Exercise directions:
In the listing below, locate the line containing "pub struct Constant" and the line containing "pub fn klass_pointer(klass: KlassId)". Output both of them and every line between, exactly as written, and nothing more.

Source information:

//! Entry points: turn a [`CompilationResult`] into code registered in the runtime's method table.

use thiserror::Error;
use tracing::{debug, info};

use code_buffer::{CodeBuffer, CodeBufferError, CodeBufferLayout};
use compilation_result::CompilationResult;
use debug_info::exception_table::{ExceptionHandlerTable, HandlerTableEntry};
use dependencies::{Dependencies, DependencyViolation};
use installer_common::ids::{InstalledCodeId, ObjectHandle};
use installer_common::{fatal, guarantee, should_not_reach_here, HEAP_WORD_SIZE};
use method_table::{CodeCacheFull, NewCode};

use crate::assumptions::record_assumptions;
use crate::config::InstallerConfig;
use crate::runtime::{NoSafepointScope, VmRuntime};
use crate::site_dispatcher::{DispatchedCode, SiteDispatcher};

#[derive(Debug, Error, Eq, PartialEq)]
pub enum InstallError {
    #[error(transparent)]
    CodeBuffer(#[from] CodeBufferError),
}

#[derive(Debug, Eq, PartialEq)]
pub enum CodeInstallResult {
    Ok(InstalledCodeId),
    DependenciesFailed(DependencyViolation),
    CacheFull(CodeCacheFull),
}

#[derive(Debug, Eq, PartialEq)]
pub enum StubInstallResult {
    /// `stub_id` is what compiled code uses to call the stub.
    Ok { id: InstalledCodeId, stub_id: i64 },
    CacheFull(CodeCacheFull),
}

pub struct CodeInstaller<'vm> {
    runtime: &'vm dyn VmRuntime,
    config: InstallerConfig,
}

impl<'vm> CodeInstaller<'vm> {
    pub fn new(runtime: &'vm dyn VmRuntime, config: InstallerConfig) -> Self {
        Self { runtime, config }
    }

    pub fn config(&self) -> &InstallerConfig {
        &self.config
    }

    pub fn install_method(&self, result: &CompilationResult) -> Result<CodeInstallResult, InstallError> {
        let method = match result.method {
            Some(method) => method,
            None => fatal!("{} has no method to install code for", result.name),
        };
        info!(name = result.name.as_str(), %method, entry_bci = result.entry_bci, "installing method");
        let dependencies = record_assumptions(self.runtime, result.assumptions.as_slice());
        let parameter_count = self.runtime.size_of_parameters(method) as usize;
        let new_code = {
            let _no_safepoint = NoSafepointScope::enter(self.runtime);
            self.assemble(result, parameter_count, dependencies)?
        };
        Ok(self.commit(new_code))
    }

    /// Installs code that is not a method, such as a runtime stub, and makes it callable by stub id.
    pub fn install_stub(&self, result: &CompilationResult) -> Result<StubInstallResult, InstallError> {
        guarantee!(result.method.is_none(), "stub {} must not have a method", result.name);
        guarantee!(result.assumptions.is_empty(), "stub {} must not make assumptions", result.name);
        info!(name = result.name.as_str(), "installing stub");
        let new_code = {
            let _no_safepoint = NoSafepointScope::enter(self.runtime);
            self.assemble(result, result.parameter_count as usize, Dependencies::new())?
        };
        match self.commit(new_code) {
            CodeInstallResult::Ok(id) => {
                let address = match self.runtime.method_table().read().try_lookup(id) {
                    Some(code) => code.address(),
                    None => should_not_reach_here!("stub {:?} vanished", id),
                };
                let stub_id = self.runtime.stub_table().write().add_stub(address);
                debug!(stub_id, address = format!("{:#x}", address).as_str(), "stub registered");
                Ok(StubInstallResult::Ok { id, stub_id })
            }
            CodeInstallResult::CacheFull(full) => Ok(StubInstallResult::CacheFull(full)),
            CodeInstallResult::DependenciesFailed(violation) => should_not_reach_here!("stub without dependencies failed {}", violation),
        }
    }

    fn buffer_layout(&self, result: &CompilationResult) -> CodeBufferLayout {
        let (data_size, data_alignment) = match result.data_section.as_ref() {
            Some(data_section) => (data_section.data.len(), data_section.alignment),
            None => (0, 0),
        };
        CodeBufferLayout {
            insts_size: result.target_code_size,
            consts_size: data_size + result.sites.len() * self.config.constant_bytes_per_site,
            consts_alignment: self.config.constants_alignment.max(data_alignment),
            relocation_capacity: result.sites.len() * self.config.relocations_per_site,
        }
    }

    /// Runs with collection disabled: object addresses in `result` are raw.
    fn assemble(&self, result: &CompilationResult, parameter_count: usize, dependencies: Dependencies) -> Result<NewCode, InstallError> {
        guarantee!(result.target_code_size <= result.target_code.len(), "target code size {} exceeds the {} code bytes", result.target_code_size, result.target_code.len());
        guarantee!(result.frame_size >= 0, "negative frame size {}", result.frame_size);
        guarantee!(!self.runtime.is_safepoint_allowed(), "installing {} while safepoints are allowed", result.name);
        let total_frame_size = result.frame_size as usize + HEAP_WORD_SIZE;

        // assembled where the code cache starts, so pc-relative calls into the runtime reach
        let mut buffer = CodeBuffer::new(self.buffer_layout(result), self.config.code_cache_base);
        buffer.copy_code(&result.target_code[..result.target_code_size])?;
        if let Some(data_section) = result.data_section.as_ref() {
            buffer.append_constant(data_section.data.as_slice(), data_section.alignment)?;
        }

        let mut dispatcher = SiteDispatcher::new(self.runtime, &self.config, buffer, total_frame_size, parameter_count);
        if let Err(err) = dispatcher.dispatch_all(result.sites_in_offset_order()) {
            self.release_locals(dispatcher.finish().oop_recorder.oops());
            return Err(err.into());
        }
        let DispatchedCode { buffer, debug_recorder, oop_recorder, code_offsets, implicit_exceptions } = dispatcher.finish();
        let exception_handlers = exception_handler_table(result, buffer.code_size());
        let (oop_maps, pcs) = debug_recorder.into_parts();

        Ok(NewCode {
            name: result.name.clone(),
            method: result.method,
            entry_bci: result.entry_bci,
            code: buffer,
            code_offsets,
            total_frame_size,
            custom_stack_area_offset: result.custom_stack_area_offset,
            oop_maps,
            pcs,
            exception_handlers,
            implicit_exceptions,
            dependencies,
            metadata: oop_recorder.metadata().to_vec(),
            oops: oop_recorder.oops().to_vec(),
        })
    }

    /// Dependencies are checked under the method table lock, so nothing can be registered between
    /// the check and the registration.
    fn commit(&self, new_code: NewCode) -> CodeInstallResult {
        let mut method_table = self.runtime.method_table().write();
        if let Err(violation) = new_code.dependencies.validate(self.runtime) {
            info!(name = new_code.name.as_str(), %violation, "dependencies failed");
            self.release_locals(&new_code.oops);
            return CodeInstallResult::DependenciesFailed(violation);
        }
        let handles = new_code.oops.clone();
        match method_table.register(new_code) {
            Ok(id) => CodeInstallResult::Ok(id),
            Err(full) => {
                info!(%full, "not installed");
                self.release_locals(&handles);
                CodeInstallResult::CacheFull(full)
            }
        }
    }

    fn release_locals(&self, handles: &[ObjectHandle]) {
        for handle in handles {
            self.runtime.release_local(*handle);
        }
        debug!(count = handles.len(), "released handles of uninstalled code");
    }
}

/// One subtable per throwing instruction, each with its single handler.
fn exception_handler_table(result: &CompilationResult, code_size: usize) -> ExceptionHandlerTable {
    let mut table = ExceptionHandlerTable::new();
    for handler in result.exception_handlers.iter() {
        guarantee!(handler.pc_offset >= 0 && (handler.pc_offset as usize) < code_size, "exception handler site {} outside of code", handler.pc_offset);
        guarantee!(handler.handler_pos >= 0 && (handler.handler_pos as usize) < code_size, "exception handler {} outside of code", handler.handler_pos);
        table.add_subtable(handler.pc_offset, &[HandlerTableEntry { bci: -1, pco: handler.handler_pos, scope_depth: 0 }]);
    }
    table
}
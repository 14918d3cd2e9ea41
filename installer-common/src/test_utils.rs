use std::path::PathBuf;

pub fn get_test_resources_global() -> PathBuf {
    let mut test_resources_path = PathBuf::from(env!("CARGO_MANIFEST_DIR"));
    test_resources_path.push("../resources/test");
    test_resources_path
}
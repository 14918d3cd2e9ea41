use strum_macros::Display;

#[derive(Copy, Clone, Debug, Eq, PartialEq, Hash, Display)]
pub enum SectionId {
    Consts,
    Insts,
}

/// How a patched location has to be adjusted when the code moves.
#[derive(Copy, Clone, Debug, Eq, PartialEq, Display)]
pub enum RelocationKind {
    None,
    RuntimeCall,
    /// A call bound through an inline cache, whose `mov` is at `inline_cache_offset`.
    VirtualCall {
        inline_cache_offset: usize,
    },
    OptVirtualCall,
    StaticCall,
    /// Links a static call stub back to the call it serves.
    StaticStub {
        call_offset: usize,
    },
    SectionWord {
        section: SectionId,
        target_offset: usize,
    },
    Oop,
    Metadata,
    Poll,
    PollReturn,
}

impl RelocationKind {
    /// Calls whose rel32 points at an address outside of the buffer.
    pub fn is_call(&self) -> bool {
        matches!(self, RelocationKind::RuntimeCall | RelocationKind::VirtualCall { .. } | RelocationKind::OptVirtualCall | RelocationKind::StaticCall)
    }
}

#[derive(Copy, Clone, Debug, Eq, PartialEq, Display)]
pub enum OperandFormat {
    None,
    Call32,
    Imm,
    Disp32,
}

#[derive(Copy, Clone, Debug, Eq, PartialEq)]
pub struct Relocation {
    /// Start of the relocated instruction in the instruction section.
    pub offset: usize,
    pub kind: RelocationKind,
    pub format: OperandFormat,
}
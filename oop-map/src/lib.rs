//! Reference maps: which registers and stack slots hold managed references at a safepoint.

use std::collections::BTreeMap;
use std::fmt::{Display, Formatter};

use strum_macros::Display;

use installer_common::{fatal, guarantee};

use crate::registers::RegisterNumber;

pub mod decoder;
pub mod registers;

/// A register or a stack slot, as named by the collector. Stack slots count 4 byte units from
/// the stack pointer.
#[derive(Copy, Clone, Debug, Eq, PartialEq, Ord, PartialOrd, Hash)]
pub enum VMReg {
    Register(RegisterNumber),
    Stack(u32),
}

impl VMReg {
    pub fn stack(slot: u32) -> Self {
        VMReg::Stack(slot)
    }

    pub fn is_stack(&self) -> bool {
        matches!(self, VMReg::Stack(_))
    }
}

impl Display for VMReg {
    fn fmt(&self, f: &mut Formatter<'_>) -> std::fmt::Result {
        match self {
            VMReg::Register(register) => write!(f, "{}", register),
            VMReg::Stack(slot) => write!(f, "stack[{}]", slot),
        }
    }
}

#[derive(Copy, Clone, Debug, Eq, PartialEq, Display)]
pub enum OopMapValue {
    #[strum(serialize = "oop")]
    Oop,
    #[strum(serialize = "value")]
    Value,
}

#[derive(Clone, Debug, Eq, PartialEq)]
pub struct OopMap {
    frame_size: usize,
    parameter_count: usize,
    entries: BTreeMap<VMReg, OopMapValue>,
}

impl OopMap {
    pub fn new(frame_size: usize, parameter_count: usize) -> Self {
        Self {
            frame_size,
            parameter_count,
            entries: BTreeMap::new(),
        }
    }

    pub fn set_oop(&mut self, reg: VMReg) {
        self.set(reg, OopMapValue::Oop)
    }

    pub fn set_value(&mut self, reg: VMReg) {
        self.set(reg, OopMapValue::Value)
    }

    fn set(&mut self, reg: VMReg, value: OopMapValue) {
        if let Some(previous) = self.entries.insert(reg, value) {
            fatal!("{} already recorded as {} in oop map", reg, previous);
        }
    }

    pub fn get(&self, reg: VMReg) -> Option<OopMapValue> {
        self.entries.get(&reg).copied()
    }

    pub fn frame_size(&self) -> usize {
        self.frame_size
    }

    pub fn parameter_count(&self) -> usize {
        self.parameter_count
    }

    pub fn entries(&self) -> impl Iterator<Item=(VMReg, OopMapValue)> + '_ {
        self.entries.iter().map(|(reg, value)| (*reg, *value))
    }

    pub fn oops(&self) -> impl Iterator<Item=VMReg> + '_ {
        self.entries().filter(|(_, value)| *value == OopMapValue::Oop).map(|(reg, _)| reg)
    }
}

impl Display for OopMap {
    fn fmt(&self, f: &mut Formatter<'_>) -> std::fmt::Result {
        write!(f, "OopMap{{")?;
        for (i, reg) in self.oops().enumerate() {
            if i != 0 {
                write!(f, ", ")?;
            }
            write!(f, "{}", reg)?;
        }
        write!(f, "}}")
    }
}

/// Oop maps keyed by the pc offset of their safepoint.
#[derive(Clone, Debug, Default)]
pub struct OopMapSet {
    maps: BTreeMap<usize, OopMap>,
}

impl OopMapSet {
    pub fn new() -> Self {
        Self::default()
    }

    pub fn add_gc_map(&mut self, pc_offset: usize, map: OopMap) {
        guarantee!(!self.maps.contains_key(&pc_offset), "second oop map at pc offset {}", pc_offset);
        self.maps.insert(pc_offset, map);
    }

    pub fn find_map_at_offset(&self, pc_offset: usize) -> Option<&OopMap> {
        self.maps.get(&pc_offset)
    }

    pub fn len(&self) -> usize {
        self.maps.len()
    }

    pub fn is_empty(&self) -> bool {
        self.maps.is_empty()
    }

    pub fn iter(&self) -> impl Iterator<Item=(usize, &OopMap)> {
        self.maps.iter().map(|(pc_offset, map)| (*pc_offset, map))
    }
}

#[cfg(test)]
mod tests {
    use crate::{OopMap, OopMapSet, OopMapValue, VMReg};
    use crate::registers::RegisterNumber;

    #[test]
    fn oops_are_listed_registers_first() {
        let mut map = OopMap::new(16, 0);
        map.set_oop(VMReg::stack(2));
        map.set_value(VMReg::stack(0));
        map.set_oop(VMReg::Register(RegisterNumber(3)));
        assert_eq!(map.oops().collect::<Vec<_>>(), vec![VMReg::Register(RegisterNumber(3)), VMReg::Stack(2)]);
        assert_eq!(map.get(VMReg::stack(0)), Some(OopMapValue::Value));
        assert_eq!(map.to_string(), "OopMap{rbx, stack[2]}");
    }

    #[test]
    #[should_panic(expected = "already recorded")]
    fn location_is_recorded_once() {
        let mut map = OopMap::new(16, 0);
        map.set_value(VMReg::stack(0));
        map.set_oop(VMReg::stack(0));
    }

    #[test]
    #[should_panic(expected = "second oop map")]
    fn one_map_per_pc() {
        let mut set = OopMapSet::new();
        set.add_gc_map(5, OopMap::new(16, 0));
        set.add_gc_map(5, OopMap::new(16, 0));
    }
}
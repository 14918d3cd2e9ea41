//! Installs code produced by an optimizing compiler into a managed runtime.
//!
//! An installation copies the machine code into a [`code_buffer::CodeBuffer`], applies every site
//! of the compilation result (calls, safepoints, data patches and marks), records the debug
//! information deoptimization and the collector need, and registers the result in the runtime's
//! method table.

pub use crate::config::{ByteOrder, ConfigError, InstallerConfig};
pub use crate::installer::{CodeInstaller, CodeInstallResult, InstallError, StubInstallResult};
pub use crate::runtime::{NoSafepointScope, VmRuntime};
pub use crate::standalone::{RuntimeDescription, RuntimeDescriptionError, StandaloneRuntime};

pub mod assumptions;
pub mod config;
pub mod installer;
pub mod runtime;
pub mod scope_recorder;
pub mod site_dispatcher;
pub mod standalone;
pub mod value_translator;
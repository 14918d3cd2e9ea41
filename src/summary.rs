use std::io;
use std::io::Write;

use method_table::InstalledCode;

pub fn write_installed(out: &mut impl Write, code: &InstalledCode) -> io::Result<()> {
    writeln!(out, "{} installed at {:#x} ({} bytes, frame {})", code.name, code.address(), code.code.blob_size(), code.total_frame_size)?;
    for (kind, offset) in code.code_offsets.iter() {
        writeln!(out, "  {} +{}", kind, offset)?;
    }
    for relocation in code.code.relocations() {
        writeln!(out, "  reloc +{} {} {}", relocation.offset, relocation.kind, relocation.format)?;
    }
    for (pc_offset, oop_map) in code.oop_maps.iter() {
        writeln!(out, "  oop map +{} {}", pc_offset, oop_map)?;
    }
    for pc_desc in code.pcs.iter() {
        writeln!(out, "  pc +{}", pc_desc.pc_offset)?;
        for scope in pc_desc.scopes() {
            writeln!(out, "    {}", scope)?;
        }
    }
    for dependency in code.dependencies.iter() {
        writeln!(out, "  depends on {}", dependency)?;
    }
    Ok(())
}
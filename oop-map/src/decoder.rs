use tracing::trace;

use compilation_result::debug_info::BitMap;
use installer_common::{fatal, HEAP_WORD_SIZE, STACK_SLOT_SIZE};

use crate::{OopMap, VMReg};
use crate::registers::{CPU_REGISTER_COUNT, REGISTER_COUNT, RegisterNumber};

/// A bit per register or per stack word, set when it holds a reference.
pub trait ReferenceBits {
    fn is_set(&self, index: usize) -> bool;
    fn size(&self) -> usize;
}

impl ReferenceBits for BitMap {
    fn is_set(&self, index: usize) -> bool {
        BitMap::is_set(self, index)
    }

    fn size(&self) -> usize {
        BitMap::size(self)
    }
}

/// Builds the oop map of one safepoint.
///
/// `total_frame_size` is in bytes and includes the return address. Bit `i` of `frame_map`
/// covers the heap word at `i * HEAP_WORD_SIZE` from the stack pointer.
pub fn create_oop_map(total_frame_size: usize, parameter_count: usize, register_map: Option<&dyn ReferenceBits>, frame_map: &dyn ReferenceBits) -> OopMap {
    let mut map = OopMap::new(total_frame_size, parameter_count);
    if let Some(register_map) = register_map {
        for i in 0..register_map.size().min(REGISTER_COUNT as usize) {
            let register = RegisterNumber(i as u8);
            if register_map.is_set(i) && !register.can_hold_oop() {
                fatal!("reference bit set on register {} which cannot hold a reference", register);
            }
        }
    }
    for i in 0..CPU_REGISTER_COUNT {
        let register = RegisterNumber(i);
        let is_oop = register_map.map(|bits| (i as usize) < bits.size() && bits.is_set(i as usize)).unwrap_or(false);
        if is_oop {
            map.set_oop(VMReg::Register(register));
        } else {
            map.set_value(VMReg::Register(register));
        }
    }

    let units_per_word = HEAP_WORD_SIZE / STACK_SLOT_SIZE;
    let frame_words = total_frame_size / HEAP_WORD_SIZE;
    for i in 0..frame_map.size() {
        let is_oop = frame_map.is_set(i);
        if i >= frame_words {
            if is_oop {
                fatal!("reference bit {} is outside of the {} byte frame", i, total_frame_size);
            }
            continue;
        }
        let reg = VMReg::stack((i * units_per_word) as u32);
        if is_oop {
            trace!(%reg, "stack oop");
            map.set_oop(reg);
        } else {
            map.set_value(reg);
        }
    }
    map
}
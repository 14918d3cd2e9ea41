use std::io;
use std::path::Path;
use std::str::FromStr;

use ron::error::SpannedError;
use serde::{Deserialize, Serialize};
use strum_macros::{Display, EnumString};
use thiserror::Error;

#[derive(Error, Debug)]
pub enum ConfigError {
    #[error(transparent)]
    IO(#[from] io::Error),
    #[error(transparent)]
    RonSpanned(#[from] SpannedError),
    #[error("unknown config key `{0}`")]
    UnknownKey(String),
    #[error("invalid value `{value}` for config key `{key}`")]
    InvalidValue { key: String, value: String },
}

#[derive(Copy, Clone, Debug, Eq, PartialEq, Serialize, Deserialize, Display, EnumString)]
pub enum ByteOrder {
    #[strum(serialize = "little")]
    LittleEndian,
    #[strum(serialize = "big")]
    BigEndian,
}

#[derive(Clone, Debug, Eq, PartialEq, Serialize, Deserialize)]
#[serde(default)]
pub struct InstallerConfig {
    /// Decides which half of a long array element the filler of a narrow value goes into.
    pub byte_order: ByteOrder,
    pub constants_alignment: usize,
    pub constant_bytes_per_site: usize,
    pub relocations_per_site: usize,
    pub safepoint_poll_offset: usize,
    pub code_cache_base: u64,
    pub code_cache_capacity: usize,
}

impl Default for InstallerConfig {
    fn default() -> Self {
        Self {
            byte_order: ByteOrder::LittleEndian,
            constants_alignment: 16,
            constant_bytes_per_site: 2 * installer_common::BYTES_PER_LONG,
            relocations_per_site: 2,
            safepoint_poll_offset: 0,
            code_cache_base: 0x7f00_0000,
            code_cache_capacity: 48 * 1024 * 1024,
        }
    }
}

impl InstallerConfig {
    pub fn load(path: &Path) -> Result<Self, ConfigError> {
        let config_string = std::fs::read_to_string(path)?;
        Ok(ron::from_str(config_string.as_str())?)
    }

    pub fn set(&mut self, key: &str, value: &str) -> Result<(), ConfigError> {
        match key {
            "byte_order" => self.byte_order = parse_value(key, value)?,
            "constants_alignment" => self.constants_alignment = parse_value(key, value)?,
            "constant_bytes_per_site" => self.constant_bytes_per_site = parse_value(key, value)?,
            "relocations_per_site" => self.relocations_per_site = parse_value(key, value)?,
            "safepoint_poll_offset" => self.safepoint_poll_offset = parse_value(key, value)?,
            "code_cache_base" => self.code_cache_base = parse_address(key, value)?,
            "code_cache_capacity" => self.code_cache_capacity = parse_value(key, value)?,
            _ => return Err(ConfigError::UnknownKey(key.to_string())),
        }
        if !self.constants_alignment.is_power_of_two() {
            return Err(ConfigError::InvalidValue { key: key.to_string(), value: value.to_string() });
        }
        Ok(())
    }

    pub fn with_overrides<'a>(mut self, overrides: impl IntoIterator<Item=&'a (String, String)>) -> Result<Self, ConfigError> {
        for (key, value) in overrides {
            self.set(key.as_str(), value.as_str())?;
        }
        Ok(self)
    }
}

fn parse_value<T: FromStr>(key: &str, value: &str) -> Result<T, ConfigError> {
    value.parse().map_err(|_| ConfigError::InvalidValue { key: key.to_string(), value: value.to_string() })
}

fn parse_address(key: &str, value: &str) -> Result<u64, ConfigError> {
    match value.strip_prefix("0x") {
        Some(hex) => u64::from_str_radix(hex, 16).map_err(|_| ConfigError::InvalidValue { key: key.to_string(), value: value.to_string() }),
        None => parse_value(key, value),
    }
}

#[cfg(test)]
mod tests {
    use pretty_assertions::assert_eq;

    use crate::config::{ByteOrder, ConfigError, InstallerConfig};

    #[test]
    fn partial_config_keeps_defaults() {
        let config: InstallerConfig = ron::from_str("(byte_order: BigEndian, constants_alignment: 32)").unwrap();
        assert_eq!(config.byte_order, ByteOrder::BigEndian);
        assert_eq!(config.constants_alignment, 32);
        assert_eq!(config.relocations_per_site, InstallerConfig::default().relocations_per_site);
    }

    #[test]
    fn overrides_are_applied_in_order() {
        let overrides = vec![
            ("byte_order".to_string(), "big".to_string()),
            ("code_cache_base".to_string(), "0x1000".to_string()),
            ("code_cache_capacity".to_string(), "4096".to_string()),
        ];
        let config = InstallerConfig::default().with_overrides(&overrides).unwrap();
        assert_eq!(config.byte_order, ByteOrder::BigEndian);
        assert_eq!(config.code_cache_base, 0x1000);
        assert_eq!(config.code_cache_capacity, 4096);
    }

    #[test]
    fn bad_overrides_are_rejected() {
        let mut config = InstallerConfig::default();
        assert!(matches!(config.set("frame_size", "1"), Err(ConfigError::UnknownKey(_))));
        assert!(matches!(config.set("constants_alignment", "12"), Err(ConfigError::InvalidValue { .. })));
        assert!(matches!(config.set("byte_order", "middle"), Err(ConfigError::InvalidValue { .. })));
    }
}
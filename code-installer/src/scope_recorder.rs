use tracing::debug;

use compilation_result::{BytecodeFrame, DebugInfo, AFTER_BCI, BEFORE_BCI};
use debug_info::{DebugInformationRecorder, ScopeDesc};
use installer_common::guarantee;
use installer_common::ids::Metadata;

use crate::value_translator::{Translated, ValueTranslator};

/// Records the whole inlining chain of `debug_info` at the open safepoint `pc_offset`.
pub fn record_scopes(recorder: &mut DebugInformationRecorder, mut translator: ValueTranslator, pc_offset: usize, debug_info: &DebugInfo) {
    record_scope(recorder, &mut translator, pc_offset, &debug_info.frame);
    recorder.dump_object_pool(pc_offset, translator.into_object_pool());
}

/// Callers are recorded before the frames they inlined.
pub fn record_scope(recorder: &mut DebugInformationRecorder, translator: &mut ValueTranslator, pc_offset: usize, frame: &BytecodeFrame) {
    if let Some(caller) = frame.caller.as_ref() {
        record_scope(recorder, translator, pc_offset, caller);
    }

    translator.oop_recorder().find_metadata_index(Metadata::Method(frame.method));
    let reexecute = if frame.bci == BEFORE_BCI || frame.bci == AFTER_BCI {
        false
    } else {
        !frame.during_call
    };

    debug!(pc_offset, bci = frame.bci, locals = frame.num_locals, expressions = frame.num_stack, monitors = frame.num_locks, "recording scope");
    let values = frame.values.as_slice();
    guarantee!(frame.num_locals + frame.num_stack + frame.num_locks == values.len(), "unexpected values length {} for {} locals, {} expressions and {} monitors", values.len(), frame.num_locals, frame.num_stack, frame.num_locks);

    let mut locals = vec![];
    let mut expressions = vec![];
    let mut monitors = vec![];
    let mut i = 0;
    while i < values.len() {
        let value = &values[i];
        let mut wide = false;
        if i < frame.num_locals + frame.num_stack {
            let Translated { value, second } = translator.translate(value);
            let target = if i < frame.num_locals { &mut locals } else { &mut expressions };
            if let Some(second) = second {
                target.push(second);
                wide = true;
            }
            target.push(value);
        } else {
            monitors.push(translator.translate_monitor(value));
        }
        if wide {
            i += 1;
            guarantee!(i < values.len(), "double-slot value not followed by Illegal");
            guarantee!(values[i].is_illegal(), "double-slot value not followed by Illegal");
        }
        i += 1;
    }

    recorder.describe_scope(pc_offset, ScopeDesc {
        method: frame.method,
        bci: frame.bci,
        reexecute,
        rethrow_exception: frame.rethrow_exception,
        locals,
        expressions,
        monitors,
    });
}
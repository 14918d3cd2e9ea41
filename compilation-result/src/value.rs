use serde::{Deserialize, Serialize};

use installer_common::basic_type::BasicType;
use installer_common::ids::{KlassId, ObjectAddress};

/// Where the compiler put a logical value at a suspension point.
#[derive(Clone, Debug, PartialEq, Serialize, Deserialize)]
pub enum Value {
    Illegal,
    Register {
        number: i32,
        kind: BasicType,
    },
    StackSlot {
        offset: i32,
        add_frame_size: bool,
        kind: BasicType,
    },
    Constant(Constant),
    /// A scalar-replaced object, described in [`crate::DebugInfo::virtual_objects`].
    VirtualObject {
        id: i32,
    },
    /// Only valid in the lock section of a frame.
    StackLock(Box<StackLock>),
}

impl Value {
    pub fn kind(&self) -> BasicType {
        match self {
            Value::Illegal => BasicType::Illegal,
            Value::Register { kind, .. } => *kind,
            Value::StackSlot { kind, .. } => *kind,
            Value::Constant(constant) => constant.kind,
            Value::VirtualObject { .. } => BasicType::Object,
            Value::StackLock(_) => BasicType::Object,
        }
    }

    pub fn is_illegal(&self) -> bool {
        matches!(self, Value::Illegal)
    }

    pub fn register(number: i32, kind: BasicType) -> Self {
        Value::Register { number, kind }
    }

    pub fn stack_slot(offset: i32, kind: BasicType) -> Self {
        Value::StackSlot { offset, add_frame_size: false, kind }
    }
}

#[derive(Clone, Debug, PartialEq, Serialize, Deserialize)]
pub struct Constant {
    pub kind: BasicType,
    /// Raw bits of primitive and word constants.
    #[serde(default)]
    pub primitive: i64,
    #[serde(default)]
    pub object: Option<ConstantObject>,
}

#[derive(Clone, Debug, PartialEq, Serialize, Deserialize)]
pub enum ConstantObject {
    Heap(ObjectAddress),
    /// A type identity carried by a word constant, whose bits must equal the type's address.
    Type(KlassId),
    /// Producer-side annotation on a word constant, carries no runtime identity.
    Annotation(String),
}

impl Constant {
    pub fn int(value: i32) -> Self {
        Self { kind: BasicType::Int, primitive: value as i64, object: None }
    }

    pub fn float(value: f32) -> Self {
        Self { kind: BasicType::Float, primitive: value.to_bits() as i32 as i64, object: None }
    }

    pub fn long(value: i64) -> Self {
        Self { kind: BasicType::Long, primitive: value, object: None }
    }

    pub fn double(value: f64) -> Self {
        Self { kind: BasicType::Double, primitive: value.to_bits() as i64, object: None }
    }

    pub fn null() -> Self {
        Self { kind: BasicType::Object, primitive: 0, object: None }
    }

    pub fn object(address: ObjectAddress) -> Self {
        Self { kind: BasicType::Object, primitive: 0, object: Some(ConstantObject::Heap(address)) }
    }

    pub fn word(bits: i64) -> Self {
        Self { kind: BasicType::Word, primitive: bits, object: None }
    }

    pub fn klass_pointer(klass: KlassId) -> Self {
        Self { kind: BasicType::Word, primitive: klass.0 as i64, object: Some(ConstantObject::Type(klass)) }
    }
}

#[derive(Clone, Debug, PartialEq, Serialize, Deserialize)]
pub struct VirtualObject {
    pub id: i32,
    pub object_type: KlassId,
    pub values: Vec<Value>,
}

#[derive(Clone, Debug, PartialEq, Serialize, Deserialize)]
pub struct StackLock {
    pub owner: Value,
    /// Stack location of the lock record, a two slot value.
    pub slot: Value,
    pub eliminated: bool,
}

Your response:
pub struct Constant {
    pub kind: BasicType,
    /// Raw bits of primitive and word constants.
    #[serde(default)]
    pub primitive: i64,
    #[serde(default)]
    pub object: Option<ConstantObject>,
}

#[derive(Clone, Debug, PartialEq, Serialize, Deserialize)]
pub enum ConstantObject {
    Heap(ObjectAddress),
    /// A type identity carried by a word constant, whose bits must equal the type's address.
    Type(KlassId),
    /// Producer-side annotation on a word constant, carries no runtime identity.
    Annotation(String),
}

impl Constant {
    pub fn int(value: i32) -> Self {
        Self { kind: BasicType::Int, primitive: value as i64, object: None }
    }

    pub fn float(value: f32) -> Self {
        Self { kind: BasicType::Float, primitive: value.to_bits() as i32 as i64, object: None }
    }

    pub fn long(value: i64) -> Self {
        Self { kind: BasicType::Long, primitive: value, object: None }
    }

    pub fn double(value: f64) -> Self {
        Self { kind: BasicType::Double, primitive: value.to_bits() as i64, object: None }
    }

    pub fn null() -> Self {
        Self { kind: BasicType::Object, primitive: 0, object: None }
    }

    pub fn object(address: ObjectAddress) -> Self {
        Self { kind: BasicType::Object, primitive: 0, object: Some(ConstantObject::Heap(address)) }
    }

    pub fn word(bits: i64) -> Self {
        Self { kind: BasicType::Word, primitive: bits, object: None }
    }

    pub fn klass_pointer(klass: KlassId) -> Self {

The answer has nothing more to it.